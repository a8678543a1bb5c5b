//! Concrete network collaborators: the durable message store over HTTP and
//! the push channel over a WebSocket gateway.

pub mod gateway;
pub mod http;

pub use gateway::GatewayChannel;
pub use http::HttpBackend;
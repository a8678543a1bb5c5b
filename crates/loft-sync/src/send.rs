use std::collections::HashSet;
use std::sync::{Arc, Mutex};

use tracing::{debug, warn};
use uuid::Uuid;

use loft_store::dedup::{Deduplicator, Ingest};
use loft_types::models::{ConversationKey, ContentError, Message, MessageId, validate_content};

use crate::backend::{BackendError, MessageBackend};

#[derive(Debug, thiserror::Error)]
pub enum SendError {
    #[error(transparent)]
    Content(#[from] ContentError),

    /// Another send from this sender is still in flight for this
    /// conversation. The input stays locked until it resolves.
    #[error("a send is already in flight for this conversation")]
    SendInFlight,

    /// The durable insert failed. `draft` carries the trimmed content so
    /// the UI can restore the input for a manual retry; nothing is retried
    /// automatically.
    #[error("send failed: {source}")]
    Transport {
        draft: String,
        source: BackendError,
    },
}

/// Manages the lifecycle of a user-initiated send: optimistic placeholder
/// immediately, exactly one durable insert, reconcile on success, roll back
/// on failure.
pub struct SendCoordinator {
    backend: Arc<dyn MessageBackend>,
    dedup: Deduplicator,
    in_flight: Mutex<HashSet<(ConversationKey, Uuid)>>,
}

impl SendCoordinator {
    pub fn new(backend: Arc<dyn MessageBackend>, dedup: Deduplicator) -> Self {
        Self {
            backend,
            dedup,
            in_flight: Mutex::new(HashSet::new()),
        }
    }

    /// Send `content` into the conversation. On success returns the durable
    /// id; on transport failure the placeholder is removed and the draft is
    /// handed back inside the error.
    pub async fn send(
        &self,
        key: ConversationKey,
        sender_id: Uuid,
        receiver_id: Option<Uuid>,
        content: &str,
    ) -> Result<MessageId, SendError> {
        // Validation rejects locally, before any state mutation.
        let content = validate_content(content)?.to_string();

        {
            let mut in_flight = self.in_flight.lock().expect("in-flight lock poisoned");
            if !in_flight.insert((key.clone(), sender_id)) {
                return Err(SendError::SendInFlight);
            }
        }

        let result = self
            .send_inner(&key, sender_id, receiver_id, content)
            .await;

        self.in_flight
            .lock()
            .expect("in-flight lock poisoned")
            .remove(&(key, sender_id));

        result
    }

    async fn send_inner(
        &self,
        key: &ConversationKey,
        sender_id: Uuid,
        receiver_id: Option<Uuid>,
        content: String,
    ) -> Result<MessageId, SendError> {
        // The placeholder shows in the UI before the network round-trip.
        let pending = Message::pending(key.clone(), sender_id, receiver_id, content.clone());
        let local_id = pending.id;
        self.dedup.store().append_or_replace(key, pending);
        debug!(%key, ?local_id, "optimistic placeholder inserted");

        match self.backend.insert(sender_id, receiver_id, &content).await {
            Ok(row) => {
                let durable_id = row.id;
                let outcome = self.dedup.ingest(row.into_message());
                if outcome == Ingest::Duplicate {
                    // The push path delivered this row first and already
                    // promoted (or outran) the placeholder. Make sure no
                    // pending entry is left behind.
                    self.dedup.store().remove(key, local_id);
                }
                debug!(%key, %durable_id, ?outcome, "send confirmed");
                Ok(MessageId::Durable(durable_id))
            }
            Err(source) => {
                self.dedup.store().remove(key, local_id);
                warn!(%key, error = %source, "durable insert failed, placeholder rolled back");
                Err(SendError::Transport {
                    draft: content,
                    source,
                })
            }
        }
    }
}
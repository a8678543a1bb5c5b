//! Merges the two delivery paths — the direct insert response and the push
//! subscription — into the store without duplicating or dropping messages.

use chrono::Duration;
use tracing::{debug, trace};

use loft_types::models::{Message, MessageId};

use crate::ConversationStore;

/// How far apart a pending placeholder and an incoming confirmation may be
/// and still match. Wide enough to absorb a slow round-trip, narrow enough
/// not to swallow an unrelated later message with identical content.
pub const DEFAULT_RECENCY_WINDOW_SECS: i64 = 30;

/// Outcome of ingesting one confirmed message.
#[derive(Debug, Clone, Copy, PartialEq, Eq)]
pub enum Ingest {
    /// The durable id was already present; the copy was discarded.
    Duplicate,
    /// A pending placeholder matched and was replaced in place.
    Promoted(MessageId),
    /// No placeholder matched; inserted as a genuinely new message.
    Appended,
}

/// Sole write entry point for messages arriving from the network.
///
/// Optimistic placeholders are the one permitted bypass: the send
/// coordinator writes those to the store directly, and this deduplicator
/// later matches them against their confirmations.
#[derive(Clone)]
pub struct Deduplicator {
    store: ConversationStore,
    window: Duration,
}

impl Deduplicator {
    pub fn new(store: ConversationStore) -> Self {
        Self::with_window(store, Duration::seconds(DEFAULT_RECENCY_WINDOW_SECS))
    }

    /// Recency window override, mainly for tests.
    pub fn with_window(store: ConversationStore, window: Duration) -> Self {
        Self { store, window }
    }

    pub fn store(&self) -> &ConversationStore {
        &self.store
    }

    /// Classify one confirmed message and apply it to the store:
    ///
    /// 1. durable id already present -> discard as a duplicate;
    /// 2. a pending entry with the same sender and content, created within
    ///    the recency window -> treat as its confirmation and promote;
    /// 3. otherwise -> append as a new message.
    ///
    /// Matching on (sender, content, recency) is a heuristic: without a
    /// client-generated correlation id, two identical messages sent in
    /// rapid succession by the same sender can be misattributed. The store
    /// still never holds more entries than durable rows exist.
    pub fn ingest(&self, message: Message) -> Ingest {
        let key = message.conversation.clone();
        let outcome = self.store.reconcile(message, self.window);
        match outcome {
            Ingest::Duplicate => trace!(%key, "discarded duplicate delivery"),
            Ingest::Promoted(local_id) => {
                debug!(%key, ?local_id, "promoted pending message to confirmed")
            }
            Ingest::Appended => trace!(%key, "appended new message"),
        }
        outcome
    }
}
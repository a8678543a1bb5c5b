//! In-memory conversation state shared between the send path and the
//! push path. The store is the single source of truth for what the UI
//! renders.

pub mod dedup;

use std::collections::HashMap;
use std::sync::{Arc, RwLock};

use chrono::Duration;
use uuid::Uuid;

use loft_types::models::{ConversationKey, Message, MessageId, MessageStatus};

use crate::dedup::Ingest;

/// Summary row for the conversation list view.
#[derive(Debug, Clone)]
pub struct ConversationSummary {
    pub key: ConversationKey,
    pub last_message: Message,
    /// The participant that is not the viewer, for direct conversations.
    pub other_participant: Option<Uuid>,
}

/// Clone-shared handle over all loaded conversations.
///
/// Every mutating operation takes the lock exactly once, so callers never
/// observe a half-applied update, and the store never holds two entries for
/// the same durable id.
#[derive(Clone, Default)]
pub struct ConversationStore {
    inner: Arc<RwLock<HashMap<ConversationKey, Vec<Message>>>>,
}

impl ConversationStore {
    /// Fresh store for a new session. Views receive a clone of this handle
    /// rather than reaching for a global.
    pub fn new() -> Self {
        Self::default()
    }

    /// Drop all conversation state. Called on session end.
    pub fn clear(&self) {
        self.inner
            .write()
            .expect("conversation store lock poisoned")
            .clear();
    }

    /// Messages currently known for `key`, in display order. Empty if the
    /// conversation has not been loaded. Never blocks on I/O.
    pub fn messages(&self, key: &ConversationKey) -> Vec<Message> {
        self.inner
            .read()
            .expect("conversation store lock poisoned")
            .get(key)
            .cloned()
            .unwrap_or_default()
    }

    /// Insert `message` at its sorted position. If a message with the same
    /// id is already present this is a no-op; the caller learns nothing new
    /// happened from the `false` return.
    pub fn append_or_replace(&self, key: &ConversationKey, message: Message) -> bool {
        let mut map = self.inner.write().expect("conversation store lock poisoned");
        let messages = map.entry(key.clone()).or_default();

        if messages.iter().any(|m| m.id == message.id) {
            return false;
        }
        sorted_insert(messages, message);
        true
    }

    /// Replace the pending placeholder `local_id` with `confirmed`, moving
    /// it to the position its confirmed timestamp dictates. If the
    /// placeholder no longer exists the confirmation is inserted fresh — a
    /// legitimate confirmation is never dropped.
    pub fn promote(&self, key: &ConversationKey, local_id: MessageId, confirmed: Message) {
        let mut map = self.inner.write().expect("conversation store lock poisoned");
        let messages = map.entry(key.clone()).or_default();

        // The push path may have delivered the same durable row already;
        // in that case only the placeholder needs to go.
        let already_confirmed = messages.iter().any(|m| m.id == confirmed.id);

        if let Some(pos) = messages.iter().position(|m| m.id == local_id) {
            messages.remove(pos);
        }
        if !already_confirmed {
            sorted_insert(messages, confirmed);
        }
    }

    /// Remove a pending/failed placeholder, e.g. on send failure. Returns
    /// whether it existed.
    pub fn remove(&self, key: &ConversationKey, local_id: MessageId) -> bool {
        let mut map = self.inner.write().expect("conversation store lock poisoned");
        let Some(messages) = map.get_mut(key) else {
            return false;
        };
        match messages.iter().position(|m| m.id == local_id) {
            Some(pos) => {
                messages.remove(pos);
                true
            }
            None => false,
        }
    }

    /// Whether a confirmed entry with this durable id is present.
    pub fn contains_durable(&self, key: &ConversationKey, id: Uuid) -> bool {
        self.inner
            .read()
            .expect("conversation store lock poisoned")
            .get(key)
            .is_some_and(|messages| messages.iter().any(|m| m.id.durable() == Some(id)))
    }

    /// Conversation list metadata for `viewer`, most recent activity first.
    pub fn conversations(&self, viewer: Uuid) -> Vec<ConversationSummary> {
        let map = self.inner.read().expect("conversation store lock poisoned");
        let mut summaries: Vec<ConversationSummary> = map
            .iter()
            .filter_map(|(key, messages)| {
                let last = messages.last()?;
                Some(ConversationSummary {
                    key: key.clone(),
                    last_message: last.clone(),
                    other_participant: key.other_participant(viewer),
                })
            })
            .collect();
        summaries.sort_by(|x, y| y.last_message.created_at.cmp(&x.last_message.created_at));
        summaries
    }

    /// Composite reconcile step used by the deduplicator. Runs the
    /// duplicate check, the pending match, and the resulting mutation under
    /// a single lock acquisition so the two delivery paths cannot
    /// interleave inside it.
    pub(crate) fn reconcile(&self, confirmed: Message, window: Duration) -> Ingest {
        let key = confirmed.conversation.clone();
        let mut map = self.inner.write().expect("conversation store lock poisoned");
        let messages = map.entry(key).or_default();

        if messages.iter().any(|m| m.id == confirmed.id) {
            return Ingest::Duplicate;
        }

        // Match a pending placeholder by sender and content within the
        // recency window. The window is symmetric: the placeholder carries
        // the local clock, the confirmation the server clock, and either
        // may be ahead of the other.
        let matched = messages.iter().position(|m| {
            m.status == MessageStatus::Pending
                && m.sender_id == confirmed.sender_id
                && m.content == confirmed.content
                && (confirmed.created_at - m.created_at).abs() <= window
        });

        match matched {
            Some(pos) => {
                let local_id = messages[pos].id;
                messages.remove(pos);
                sorted_insert(messages, confirmed);
                Ingest::Promoted(local_id)
            }
            None => {
                sorted_insert(messages, confirmed);
                Ingest::Appended
            }
        }
    }
}

/// Insert keeping `created_at` order; equal timestamps keep arrival order
/// (the new message goes after existing ties).
fn sorted_insert(messages: &mut Vec<Message>, message: Message) {
    let pos = messages.partition_point(|m| m.created_at <= message.created_at);
    messages.insert(pos, message);
}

YOUR OBJECTIVE => Show each line of the material that includes the string "carries" by copying it.

EXPECTED ANSWER =>
    /// The durable insert failed. `draft` carries the trimmed content so
        // recency window. The window is symmetric: the placeholder carries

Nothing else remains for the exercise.